Hydrogen metabolism plays a central role in microbial fermentation. However, how hydrogenotrophic microbes impact microbiota composition and metabolite production in gut ecosystems remains largely unknown. Hence this study aims to investigate the impact of altering hydrogenotrophic activities, namely methanogenesis and sulphate reduction, on human gut microbiota composition and metabolite production. Faecal slurries from three methane excretors (MEs) and three non-methane excretors (NMEs) were inoculated into a basal medium with pectin or a carbohydrate mixture as substrates. Methanogenesis was inhibited by adding 2-bromoethanesulfonate to ME incubations or stimulated by adding Methanobrevibacter smithii to NME incubations. Sulphate reduction was stimulated by adding sodium sulphate to both incubations. Our observations revealed that microbial richness and composition, and propionate and methane production differed significantly between MEs and NMEs. Lower hydrogen concentrations were observed in MEs compared to NMEs in the incubations with pectin, but not with the carbohydrate mixture. Remarkably, sulphate was not consumed in either ME or NME incubations.
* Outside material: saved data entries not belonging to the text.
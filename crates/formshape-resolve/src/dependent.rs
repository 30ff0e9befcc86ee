//! Dependent-Field Resolver
//!
//! A dependent field's option set is a function of another field's live
//! value. Each field runs a small state machine (`Idle → Fetching →
//! Ready`, re-entering `Fetching` on every parent change) with two
//! consistency rules:
//!
//! - fetches are debounced, so rapid parent churn coalesces to the
//!   settled value;
//! - every fetch captures a generation number at issue time and a
//!   superseded generation is discarded on completion, so races resolve
//!   in issue order rather than completion order.
//!
//! Clearing a dependent's value on parent change is the dependency
//! graph's job (`formshape_engine::DependencyGraph`); this module only
//! resolves options and reconciles the selection.

use crate::services::InstanceService;
use chrono::{DateTime, Utc};
use formshape_engine::{FormMode, SessionCache};
use formshape_schema::{local_identifier, PropertyShape, RegistryFieldValues, SelectOption};
use parking_lot::RwLock;
use serde::{Deserialize, Serialize};
use std::collections::BTreeMap;
use std::sync::Arc;
use std::time::Duration;
use tracing::{debug, warn};

#[derive(Debug, Clone, Copy)]
pub struct ResolverConfig {
    /// Fixed delay before a fetch is actually issued.
    pub debounce: Duration,
}

impl Default for ResolverConfig {
    fn default() -> Self {
        ResolverConfig {
            debounce: Duration::from_millis(300),
        }
    }
}

#[derive(Debug, Clone, Copy, PartialEq, Eq, Serialize, Deserialize)]
#[serde(rename_all = "lowercase")]
pub enum FetchPhase {
    Idle,
    Fetching,
    Ready,
}

#[derive(Debug, Clone, Copy, PartialEq, Eq, Serialize, Deserialize)]
#[serde(rename_all = "lowercase")]
pub enum OptionStatus {
    Ready,
    /// The collaborator failed; the field degrades to an empty option
    /// list and the rest of the form stays usable.
    Unavailable,
}

/// Resolved options plus the reconciled selection for one field.
#[derive(Debug, Clone, PartialEq, Eq, Serialize, Deserialize)]
pub struct DependentOptions {
    pub options: Vec<SelectOption>,
    pub selected: Option<String>,
    pub status: OptionStatus,
}

/// Result of one issued fetch.
#[derive(Debug, Clone, PartialEq, Eq)]
pub enum ResolveOutcome {
    Resolved(DependentOptions),
    /// A newer fetch was issued for the field while this one was in
    /// flight; the result must not clobber newer state.
    Superseded,
}

/// Everything needed to resolve one field's options.
#[derive(Debug, Clone)]
pub struct DependentRequest<'a> {
    /// Normalized shape (field id assigned, `dependent_on` rewritten).
    pub shape: &'a PropertyShape,
    /// Entity type backing this selector.
    pub entity_type: &'a str,
    pub mode: FormMode,
    /// Current value of the watched parent field, if any.
    pub parent_value: Option<&'a str>,
    /// The field's own current raw value.
    pub current_value: Option<&'a str>,
    /// Free-text filter typed into the selector.
    pub search_term: Option<&'a str>,
}

#[derive(Debug, Clone)]
struct FieldTracker {
    phase: FetchPhase,
    generation: u64,
    last_resolved: Option<DateTime<Utc>>,
}

impl Default for FieldTracker {
    fn default() -> Self {
        FieldTracker {
            phase: FetchPhase::Idle,
            generation: 0,
            last_resolved: None,
        }
    }
}

pub struct DependentFieldResolver {
    instances: Arc<dyn InstanceService>,
    cache: Arc<dyn SessionCache>,
    config: ResolverConfig,
    fields: RwLock<BTreeMap<String, FieldTracker>>,
}

impl DependentFieldResolver {
    pub fn new(instances: Arc<dyn InstanceService>, cache: Arc<dyn SessionCache>) -> Self {
        DependentFieldResolver {
            instances,
            cache,
            config: ResolverConfig::default(),
            fields: RwLock::new(BTreeMap::new()),
        }
    }

    pub fn with_config(mut self, config: ResolverConfig) -> Self {
        self.config = config;
        self
    }

    pub fn phase(&self, field_id: &str) -> FetchPhase {
        self.fields
            .read()
            .get(field_id)
            .map(|t| t.phase)
            .unwrap_or(FetchPhase::Idle)
    }

    /// When the field's options last reached `Ready`, if ever.
    pub fn last_resolved(&self, field_id: &str) -> Option<DateTime<Utc>> {
        self.fields.read().get(field_id).and_then(|t| t.last_resolved)
    }

    /// Capture a generation for a fetch about to be issued. Issue order is
    /// what decides races: whichever generation is latest when a fetch
    /// completes wins.
    pub fn issue(&self, field_id: &str) -> u64 {
        let mut fields = self.fields.write();
        let tracker = fields.entry(field_id.to_string()).or_default();
        tracker.generation += 1;
        tracker.phase = FetchPhase::Fetching;
        tracker.generation
    }

    /// Issue and run in one step.
    pub async fn resolve(&self, request: DependentRequest<'_>) -> ResolveOutcome {
        let generation = self.issue(&field_key(request.shape));
        self.resolve_issued(generation, request).await
    }

    /// Run a fetch under a previously captured generation.
    pub async fn resolve_issued(
        &self,
        generation: u64,
        request: DependentRequest<'_>,
    ) -> ResolveOutcome {
        let field_id = field_key(request.shape);

        tokio::time::sleep(self.config.debounce).await;
        if self.superseded(&field_id, generation) {
            debug!(field = %field_id, generation, "debounced fetch superseded before issue");
            return ResolveOutcome::Superseded;
        }

        let rows = match self.fetch(&request).await {
            Ok(rows) => rows,
            Err(err) => {
                warn!(field = %field_id, %err, "dependent option fetch failed");
                if self.superseded(&field_id, generation) {
                    return ResolveOutcome::Superseded;
                }
                self.mark_ready(&field_id, generation);
                return ResolveOutcome::Resolved(DependentOptions {
                    options: Vec::new(),
                    selected: None,
                    status: OptionStatus::Unavailable,
                });
            }
        };

        let mut options: Vec<SelectOption> =
            rows.iter().filter_map(SelectOption::from_row).collect();

        let mut selected = None;
        if request.mode != FormMode::Search {
            selected = self.reconcile(&request, &mut options).await;
        }

        options.sort_by(|a, b| a.label.to_lowercase().cmp(&b.label.to_lowercase()));
        if request.mode == FormMode::Search {
            let sentinel = SelectOption::match_all();
            selected = Some(sentinel.value.clone());
            options.insert(0, sentinel);
        }

        if self.superseded(&field_id, generation) {
            debug!(field = %field_id, generation, "discarding stale fetch result");
            return ResolveOutcome::Superseded;
        }
        self.mark_ready(&field_id, generation);

        ResolveOutcome::Resolved(DependentOptions {
            options,
            selected,
            status: OptionStatus::Ready,
        })
    }

    /// Fetch scope, in priority order: parent-scoped when the field is
    /// dependent and its parent holds a value; a single point lookup in
    /// read-only modes with a schema default (cheapest query for data that
    /// cannot change); otherwise unscoped by search term.
    async fn fetch(
        &self,
        request: &DependentRequest<'_>,
    ) -> anyhow::Result<Vec<RegistryFieldValues>> {
        let parent = request
            .parent_value
            .filter(|p| !p.trim().is_empty())
            .filter(|_| request.shape.dependent_on.is_some());
        if let Some(parent) = parent {
            return self
                .instances
                .fetch_instances(request.entity_type, Some(parent), request.search_term)
                .await;
        }

        if request.shape.dependent_on.is_none() && request.mode.is_readonly() {
            if let Some(default) = request.shape.default_value.as_ref().and_then(|d| d.first()) {
                let row = self
                    .instances
                    .fetch_instance(request.entity_type, default)
                    .await?;
                return Ok(row.into_iter().collect());
            }
        }

        self.instances
            .fetch_instances(request.entity_type, None, request.search_term)
            .await
    }

    /// Selection reconciliation: a stored prior value wins over the
    /// field's current raw value; failing both, the schema default is
    /// matched by trailing identifier; failing that, the default id (when
    /// present) is point-fetched and appended as a synthetic option so the
    /// previously-saved selection stays visible under any filter.
    async fn reconcile(
        &self,
        request: &DependentRequest<'_>,
        options: &mut Vec<SelectOption>,
    ) -> Option<String> {
        let prior = self.cache.get(&request.shape.name);
        let candidates = [prior.as_deref(), request.current_value];
        for candidate in candidates.into_iter().flatten() {
            if candidate.trim().is_empty() {
                continue;
            }
            if let Some(hit) = options.iter().find(|o| o.value == candidate) {
                return Some(hit.value.clone());
            }
        }

        let default = request.shape.default_value.as_ref().and_then(|d| d.first())?;
        let needle = local_identifier(default);
        if let Some(hit) = options
            .iter()
            .find(|o| local_identifier(&o.value) == needle)
        {
            return Some(hit.value.clone());
        }

        match self.instances.fetch_instance(request.entity_type, default).await {
            Ok(Some(row)) => {
                let extra = SelectOption::from_row(&row)?;
                let value = extra.value.clone();
                options.push(extra);
                Some(value)
            }
            Ok(None) => None,
            Err(err) => {
                warn!(field = %request.shape.name, %err, "synthetic option point-fetch failed");
                None
            }
        }
    }

    fn superseded(&self, field_id: &str, generation: u64) -> bool {
        self.fields
            .read()
            .get(field_id)
            .map(|t| t.generation != generation)
            .unwrap_or(true)
    }

    fn mark_ready(&self, field_id: &str, generation: u64) {
        let mut fields = self.fields.write();
        if let Some(tracker) = fields.get_mut(field_id) {
            if tracker.generation == generation {
                tracker.phase = FetchPhase::Ready;
                tracker.last_resolved = Some(Utc::now());
            }
        }
    }
}

fn field_key(shape: &PropertyShape) -> String {
    shape
        .field_id
        .clone()
        .unwrap_or_else(|| shape.name.clone())
}

#[cfg(test)]
mod tests {
    use super::*;
    use crate::services::MockInstanceService;
    use formshape_engine::NoCache;

    #[tokio::test]
    async fn phase_starts_idle_and_advances_on_issue() {
        let resolver = DependentFieldResolver::new(
            Arc::new(MockInstanceService::new()),
            Arc::new(NoCache),
        );
        assert_eq!(resolver.phase("pricing"), FetchPhase::Idle);
        resolver.issue("pricing");
        assert_eq!(resolver.phase("pricing"), FetchPhase::Fetching);
    }

    #[tokio::test]
    async fn generations_increase_per_field() {
        let resolver = DependentFieldResolver::new(
            Arc::new(MockInstanceService::new()),
            Arc::new(NoCache),
        );
        assert_eq!(resolver.issue("a"), 1);
        assert_eq!(resolver.issue("a"), 2);
        assert_eq!(resolver.issue("b"), 1);
    }
}
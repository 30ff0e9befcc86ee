//! Formshape schema primitives
//!
//! The raw entity model for schema-driven form synthesis:
//! - `PropertyShape` / `PropertyGroup` / `NodeShape` — the SHACL-like
//!   description of fields, groups, and alternative branches
//! - `FieldValue` / `FieldState` — the tagged runtime value model
//! - `OntologyConcept` — hierarchical concepts for dependent selectors
//! - a tolerant JSON-LD template reader (`jsonld`)
//!
//! Everything here is plain data plus parsing; the algorithms that consume
//! these types live in `formshape-engine` and `formshape-resolve`.

pub mod concept;
pub mod jsonld;
pub mod shapes;
pub mod value;

pub use concept::{ConceptMappings, OntologyConcept};
pub use jsonld::{parse_template, SchemaError};
pub use shapes::{
    ClassKind, Datatype, NodeShape, PropertyGroup, PropertyShape, SchemaDefault, SchemaNode,
    TemplateDocument,
};
pub use value::{
    local_identifier, EntryKind, FieldState, FieldValue, RegistryEntry, RegistryFieldValues, Row,
    RowArray, SelectOption,
};
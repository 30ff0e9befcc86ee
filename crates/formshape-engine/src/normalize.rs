//! Schema Normalizer
//!
//! The entry point of form synthesis: walks a template's property list,
//! rewrites dependency references against the sibling list, assigns field
//! ids, and builds the initial state map. Dependency rewriting happens
//! before any defaulting so the dependency graph is edge-complete before
//! watcher logic runs.

use crate::cache::SessionCache;
use crate::defaults::resolve_default;
use crate::field_id::resolve_field_id;
use crate::mode::FormMode;
use formshape_schema::{
    FieldState, FieldValue, PropertyGroup, PropertyShape, Row, RowArray, SchemaNode,
};
use std::collections::BTreeMap;
use tracing::warn;

/// Caller-supplied labels tagging which normalized field plays a
/// cross-cutting role downstream.
#[derive(Debug, Clone, Default)]
pub struct RoleHints {
    pub account: Option<String>,
    pub pricing: Option<String>,
}

impl RoleHints {
    pub fn none() -> Self {
        RoleHints::default()
    }
}

/// Output of normalization: the property list carrying resolved field ids,
/// the seeded initial state, and any role-tagged field ids.
#[derive(Debug, Clone, Default)]
pub struct NormalizedForm {
    pub nodes: Vec<SchemaNode>,
    pub state: FieldState,
    pub account_field: Option<String>,
    pub pricing_field: Option<String>,
}

impl NormalizedForm {
    /// State keys registered by this form; used to unregister a branch on
    /// manual switch.
    pub fn state_keys(&self) -> Vec<String> {
        self.state.keys().cloned().collect()
    }

    /// Every shape of the normalized list, flattened out of groups.
    pub fn shapes(&self) -> Vec<&PropertyShape> {
        let mut out = Vec::new();
        for node in &self.nodes {
            match node {
                SchemaNode::Shape(shape) => out.push(shape.as_ref()),
                SchemaNode::Group(group) => out.extend(group.property.iter()),
            }
        }
        out
    }
}

/// Normalize a property list into `(fields, initial state)`.
pub fn normalize(
    nodes: &[SchemaNode],
    mode: FormMode,
    hints: &RoleHints,
    cache: &dyn SessionCache,
) -> NormalizedForm {
    let mut out_nodes = nodes.to_vec();
    let siblings = sibling_index(&out_nodes);
    let mut form = NormalizedForm::default();

    for node in &mut out_nodes {
        match node {
            SchemaNode::Group(group) => {
                for member in &mut group.property {
                    rewrite_dependency(member, &siblings);
                }
                if group.is_array() {
                    normalize_group_rows(group, &mut form.state);
                } else {
                    let label = group.label.clone();
                    for member in &mut group.property {
                        normalize_shape(member, Some(&label), mode, cache, &mut form.state);
                    }
                }
                for member in &group.property {
                    tag_role(member, hints, &mut form);
                }
            }
            SchemaNode::Shape(shape) => {
                rewrite_dependency(shape, &siblings);
                normalize_shape(shape, None, mode, cache, &mut form.state);
                tag_role(shape, hints, &mut form);
            }
        }
    }

    form.nodes = out_nodes;
    form
}

/// Resolved field id each sibling will receive, keyed by its schema id.
/// Computed over the raw list so `dependentOn` references resolve before
/// any shape is touched.
fn sibling_index(nodes: &[SchemaNode]) -> BTreeMap<String, String> {
    let mut index = BTreeMap::new();
    for node in nodes {
        match node {
            SchemaNode::Shape(shape) => {
                if !shape.id.is_empty() {
                    index.insert(shape.id.clone(), resolve_field_id(shape, None));
                }
            }
            SchemaNode::Group(group) => {
                for member in &group.property {
                    if !member.id.is_empty() {
                        index.insert(
                            member.id.clone(),
                            resolve_field_id(member, Some(&group.label)),
                        );
                    }
                }
            }
        }
    }
    index
}

/// Replace the opaque schema reference with the sibling's resolved field
/// id. An unresolvable reference is dropped; the field then behaves as
/// independent (schema inconsistency is locally contained, never fatal).
fn rewrite_dependency(shape: &mut PropertyShape, siblings: &BTreeMap<String, String>) {
    if let Some(raw) = shape.dependent_on.take() {
        match siblings.get(&raw) {
            Some(resolved) => shape.dependent_on = Some(resolved.clone()),
            None => {
                warn!(field = %shape.name, reference = %raw,
                    "dropping unresolvable dependency reference");
            }
        }
    }
}

fn normalize_shape(
    shape: &mut PropertyShape,
    group_label: Option<&str>,
    mode: FormMode,
    cache: &dyn SessionCache,
    state: &mut FieldState,
) {
    let field_id = resolve_field_id(shape, group_label);
    shape.field_id = Some(field_id.clone());

    if shape.is_array() {
        let key = group_label.unwrap_or(&shape.name).to_string();
        let defaults = shape
            .default_value
            .as_ref()
            .map(|d| d.entries().iter().map(|s| s.to_string()).collect())
            .unwrap_or_default();
        let rows = seed_rows(
            vec![field_id],
            &[defaults],
            shape.min_count.unwrap_or(0) == 0,
        );
        state.insert(key, FieldValue::Rows(rows));
    } else {
        state.insert(field_id, resolve_default(shape, mode, cache));
    }
}

/// A repeating group becomes one row array keyed by the group label; each
/// member field id is group-prefixed and keys the row cells.
fn normalize_group_rows(group: &mut PropertyGroup, state: &mut FieldState) {
    let label = group.label.clone();
    let mut member_ids = Vec::new();
    let mut member_defaults = Vec::new();
    for member in &mut group.property {
        let field_id = resolve_field_id(member, Some(&label));
        member.field_id = Some(field_id.clone());
        member_ids.push(field_id);
        member_defaults.push(
            member
                .default_value
                .as_ref()
                .map(|d| d.entries().iter().map(|s| s.to_string()).collect())
                .unwrap_or_default(),
        );
    }
    let rows = seed_rows(
        member_ids,
        &member_defaults,
        group.min_count.unwrap_or(0) == 0,
    );
    state.insert(label, FieldValue::Rows(rows));
}

/// Seed row data: one row per default entry (deepest member decides), or a
/// single blank row; an optional field with no defaults starts empty so no
/// placeholder row leaks into submissions.
fn seed_rows(member_ids: Vec<String>, defaults_per_member: &[Vec<String>], optional: bool) -> RowArray {
    let depth = defaults_per_member
        .iter()
        .map(|d| d.len())
        .max()
        .unwrap_or(0);
    let mut seeded = Vec::new();
    if depth == 0 && !optional {
        seeded.push(Row::blank(&member_ids));
    }
    for i in 0..depth {
        let mut row = Row::blank(&member_ids);
        for (member, defaults) in member_ids.iter().zip(defaults_per_member) {
            if let Some(value) = defaults.get(i) {
                row.set(member, value);
            }
        }
        seeded.push(row);
    }
    RowArray {
        member_ids,
        rows: seeded,
    }
}

fn tag_role(shape: &PropertyShape, hints: &RoleHints, form: &mut NormalizedForm) {
    let Some(field_id) = shape.field_id.clone() else {
        return;
    };
    if hints
        .account
        .as_deref()
        .is_some_and(|h| h.eq_ignore_ascii_case(&shape.name))
    {
        form.account_field = Some(field_id.clone());
    }
    if hints
        .pricing
        .as_deref()
        .is_some_and(|h| h.eq_ignore_ascii_case(&shape.name))
    {
        form.pricing_field = Some(field_id);
    }
}
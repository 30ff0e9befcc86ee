//! Row-Array Append Policy
//!
//! Array fields grow by a level-triggered rule evaluated on every mutation
//! of the array: while the last row is entirely blank the array holds its
//! size; the moment any cell of the last row becomes non-empty, exactly
//! one blank row is appended. The appended row is itself blank, so the
//! trigger can never fire twice for one transition. Seeding at
//! normalization goes through the constructor path and never evaluates
//! the policy.

use formshape_schema::{FieldState, FieldValue, RowArray};

/// True when the array's last row carries any non-empty cell.
pub fn append_needed(rows: &RowArray) -> bool {
    rows.last_row().is_some_and(|row| !row.is_blank())
}

/// Mutate one cell and apply the append policy. Returns true when a blank
/// row was appended.
pub fn set_cell(
    state: &mut FieldState,
    array_key: &str,
    row_index: usize,
    member_id: &str,
    value: &str,
) -> bool {
    let Some(FieldValue::Rows(rows)) = state.get_mut(array_key) else {
        return false;
    };
    let Some(row) = rows.rows.get_mut(row_index) else {
        return false;
    };
    row.set(member_id, value);
    if append_needed(rows) {
        rows.push_blank();
        true
    } else {
        false
    }
}
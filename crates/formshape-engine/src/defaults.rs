//! Default Value Resolver
//!
//! Computes the initial value of a scalar field from schema defaults and
//! field semantics. Rules apply in priority order:
//!
//! 1. `id` fields mint a fresh identifier in creation-style modes (or when
//!    no default exists); otherwise the default's trailing segment.
//! 2. the weekly-recurrence field maps an ISO-8601 day duration onto the
//!    selector encoding (`P1D` → 0, `P2D` → −1, `P<7n>D` → n).
//! 3. day-of-week flags are blank in creation-style modes, otherwise the
//!    boolean cast of the schema default.
//! 4. everything else: schema default, then the session cache's
//!    last-known-good value for the field's semantic name, then empty.

use crate::cache::SessionCache;
use crate::mode::FormMode;
use formshape_schema::{local_identifier, FieldValue, PropertyShape};
use uuid::Uuid;

const DAYS_OF_WEEK: [&str; 7] = [
    "monday",
    "tuesday",
    "wednesday",
    "thursday",
    "friday",
    "saturday",
    "sunday",
];

const ID_FIELD: &str = "id";
const RECURRENCE_FIELD: &str = "recurrence";

/// Initial value for a non-array field.
pub fn resolve_default(
    shape: &PropertyShape,
    mode: FormMode,
    cache: &dyn SessionCache,
) -> FieldValue {
    let default = shape.default_value.as_ref().and_then(|d| d.first());

    if shape.name == ID_FIELD {
        return match default {
            Some(existing) if !mode.is_creation() => {
                FieldValue::scalar(local_identifier(existing))
            }
            _ => FieldValue::scalar(fresh_identifier()),
        };
    }

    if shape.name == RECURRENCE_FIELD {
        return match default.and_then(duration_to_weeks) {
            Some(weeks) => FieldValue::scalar(weeks.to_string()),
            None => FieldValue::Unset,
        };
    }

    if is_day_flag(&shape.name) {
        if mode.is_creation() {
            return FieldValue::Flag(false);
        }
        let set = default.map(truthy).unwrap_or(false);
        return FieldValue::Flag(set);
    }

    match default {
        Some(value) => FieldValue::scalar(value),
        None => match cache.get(&shape.name) {
            Some(remembered) => FieldValue::scalar(remembered),
            None => FieldValue::scalar(""),
        },
    }
}

fn fresh_identifier() -> String {
    Uuid::new_v4().simple().to_string()
}

fn is_day_flag(name: &str) -> bool {
    DAYS_OF_WEEK.contains(&name.to_ascii_lowercase().as_str())
}

fn truthy(raw: &str) -> bool {
    matches!(raw.trim().to_ascii_lowercase().as_str(), "true" | "1")
}

/// Map an ISO-8601 day duration onto the recurrence selector encoding:
/// `P1D` is a single occurrence (0), `P2D` alternate days (−1), `P<7n>D`
/// every n weeks. Anything else is unparseable.
fn duration_to_weeks(raw: &str) -> Option<i64> {
    let days: i64 = raw.strip_prefix('P')?.strip_suffix('D')?.parse().ok()?;
    match days {
        1 => Some(0),
        2 => Some(-1),
        n if n > 0 && n % 7 == 0 => Some(n / 7),
        _ => None,
    }
}
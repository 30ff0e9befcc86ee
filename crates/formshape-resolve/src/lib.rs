//! Formshape Resolve
//!
//! The reactive half of form synthesis: abstract contracts for the backend
//! collaborators (template, instance, and concept services) and the
//! dependent-field resolver that keeps option sets consistent with their
//! parent field's live value.
//!
//! Correctness model: fetches are debounced so rapid parent churn
//! coalesces to the settled value, and every fetch captures a generation
//! number at issue time — a response whose generation has been superseded
//! is discarded, so races resolve in issue order without cancellation
//! tokens.

pub mod dependent;
pub mod services;

pub use dependent::{
    DependentFieldResolver, DependentOptions, DependentRequest, FetchPhase, OptionStatus,
    ResolveOutcome, ResolverConfig,
};
pub use services::{
    ConceptService, InstanceService, MockConceptService, MockInstanceService,
    MockTemplateService, TemplateService,
};

// The session cache capability is defined next to the default resolver
// that also consumes it.
pub use formshape_engine::{MemorySessionCache, NoCache, SessionCache};
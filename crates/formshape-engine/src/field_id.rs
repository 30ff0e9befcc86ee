//! Field ID Resolver
//!
//! Derives canonical, collision-free field identifiers from group and
//! array context. Ids are a pure function of the schema input, so two
//! normalization runs over byte-identical templates agree on every id.
//!
//! Rules:
//! - non-array, groupless field: the field name itself
//! - non-array, grouped field: `"<group label> <name>"`
//! - array field (grouped or not): `"<group-or-field label> <name>"`;
//!   the array itself is keyed in state by the un-prefixed label, each
//!   row object by the prefixed id.

use formshape_schema::{PropertyGroup, PropertyShape};

/// Resolved id for one field, given its enclosing group label (if any).
pub fn resolve_field_id(shape: &PropertyShape, group_label: Option<&str>) -> String {
    if shape.is_array() {
        let prefix = group_label.unwrap_or(&shape.name);
        format!("{prefix} {}", shape.name)
    } else {
        match group_label {
            Some(label) => format!("{label} {}", shape.name),
            None => shape.name.clone(),
        }
    }
}

/// State key of the array entry itself: the un-prefixed label.
pub fn array_state_key(shape: &PropertyShape, group: Option<&PropertyGroup>) -> String {
    match group {
        Some(group) => group.label.clone(),
        None => shape.name.clone(),
    }
}

#[cfg(test)]
mod tests {
    use super::*;

    fn scalar(name: &str) -> PropertyShape {
        let mut shape = PropertyShape::named(name);
        shape.max_count = Some(1);
        shape
    }

    #[test]
    fn groupless_scalar_keeps_its_name() {
        assert_eq!(resolve_field_id(&scalar("name"), None), "name");
    }

    #[test]
    fn grouped_scalar_is_prefixed() {
        assert_eq!(
            resolve_field_id(&scalar("phone"), Some("contact")),
            "contact phone"
        );
    }

    #[test]
    fn array_field_prefixes_with_group_or_own_name() {
        let shape = PropertyShape::named("reading"); // no maxCount → array
        assert_eq!(resolve_field_id(&shape, None), "reading reading");
        assert_eq!(resolve_field_id(&shape, Some("sensor")), "sensor reading");
    }

    #[test]
    fn array_state_key_is_unprefixed() {
        let shape = PropertyShape::named("reading");
        assert_eq!(array_state_key(&shape, None), "reading");
        let group = PropertyGroup::labelled("sensor");
        assert_eq!(array_state_key(&shape, Some(&group)), "sensor");
    }
}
Adding M. smithii to the NME inocula resulted in its persistence in the community and methane production during incubations. The addition of 2-bromoethanesulfonate inhibited methane production in the ME incubations, accompanied with a lower relative abundance of methanogens when pectin was used as substrate. However, altering methanogenesis did not significantly change overall microbiota composition and short-chain fat acid production in MEs and NMEs. These findings suggest that methanogens can occupy a niche in a microbiota that originally lacks methanogens, but that modulating methanogenesis has a minor effect on overall microbiota composition and activity.